Task requirements. Copy every line of the entries that includes the word "named".

Supplied information.
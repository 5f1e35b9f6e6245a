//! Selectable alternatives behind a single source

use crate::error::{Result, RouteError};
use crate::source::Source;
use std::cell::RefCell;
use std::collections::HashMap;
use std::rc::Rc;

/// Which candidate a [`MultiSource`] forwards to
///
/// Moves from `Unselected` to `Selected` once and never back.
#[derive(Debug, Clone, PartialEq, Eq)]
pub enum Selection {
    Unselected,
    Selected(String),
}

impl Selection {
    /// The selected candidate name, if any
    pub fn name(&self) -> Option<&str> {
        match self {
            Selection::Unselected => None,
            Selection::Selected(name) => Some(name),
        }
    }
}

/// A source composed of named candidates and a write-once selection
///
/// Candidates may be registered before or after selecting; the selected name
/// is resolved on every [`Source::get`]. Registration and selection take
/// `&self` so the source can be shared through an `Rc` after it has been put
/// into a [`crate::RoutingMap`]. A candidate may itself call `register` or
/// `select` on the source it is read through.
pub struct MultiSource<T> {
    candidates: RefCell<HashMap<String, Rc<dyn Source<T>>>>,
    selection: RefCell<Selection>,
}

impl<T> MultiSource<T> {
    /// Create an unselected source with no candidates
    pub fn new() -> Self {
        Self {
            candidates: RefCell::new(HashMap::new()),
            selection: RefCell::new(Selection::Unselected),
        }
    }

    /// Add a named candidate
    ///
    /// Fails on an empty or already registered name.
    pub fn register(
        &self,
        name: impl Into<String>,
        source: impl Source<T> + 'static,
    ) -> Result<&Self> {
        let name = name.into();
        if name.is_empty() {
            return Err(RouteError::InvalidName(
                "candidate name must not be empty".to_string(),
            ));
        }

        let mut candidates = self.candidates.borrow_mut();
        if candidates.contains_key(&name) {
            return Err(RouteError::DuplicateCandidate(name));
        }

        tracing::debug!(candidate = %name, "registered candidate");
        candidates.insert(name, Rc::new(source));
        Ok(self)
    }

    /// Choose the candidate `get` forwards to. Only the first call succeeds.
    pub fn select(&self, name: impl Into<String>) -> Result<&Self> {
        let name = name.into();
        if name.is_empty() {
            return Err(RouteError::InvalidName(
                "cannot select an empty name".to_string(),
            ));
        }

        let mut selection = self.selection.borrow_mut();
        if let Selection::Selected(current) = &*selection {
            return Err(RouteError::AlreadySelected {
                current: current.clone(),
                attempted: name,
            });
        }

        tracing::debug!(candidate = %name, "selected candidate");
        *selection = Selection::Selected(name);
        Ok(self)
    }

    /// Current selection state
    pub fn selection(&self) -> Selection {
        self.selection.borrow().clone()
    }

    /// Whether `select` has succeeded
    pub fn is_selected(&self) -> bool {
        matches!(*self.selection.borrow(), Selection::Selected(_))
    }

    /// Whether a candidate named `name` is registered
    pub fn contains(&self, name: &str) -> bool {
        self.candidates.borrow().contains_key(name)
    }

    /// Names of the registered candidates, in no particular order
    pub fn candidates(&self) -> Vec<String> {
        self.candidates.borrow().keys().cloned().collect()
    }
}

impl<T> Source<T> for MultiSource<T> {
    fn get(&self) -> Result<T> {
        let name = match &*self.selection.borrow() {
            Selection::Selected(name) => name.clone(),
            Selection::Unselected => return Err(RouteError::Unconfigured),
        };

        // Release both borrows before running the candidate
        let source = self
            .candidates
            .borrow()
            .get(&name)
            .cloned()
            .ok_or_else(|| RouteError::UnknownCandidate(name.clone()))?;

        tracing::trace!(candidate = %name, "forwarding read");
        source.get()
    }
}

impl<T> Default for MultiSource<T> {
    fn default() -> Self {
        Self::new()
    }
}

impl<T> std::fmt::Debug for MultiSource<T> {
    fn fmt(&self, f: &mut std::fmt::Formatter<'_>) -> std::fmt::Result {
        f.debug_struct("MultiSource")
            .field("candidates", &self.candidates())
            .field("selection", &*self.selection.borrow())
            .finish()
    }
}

The completed task.
/// A source composed of named candidates and a write-once selection
    /// Add a named candidate
    /// Whether a candidate named `name` is registered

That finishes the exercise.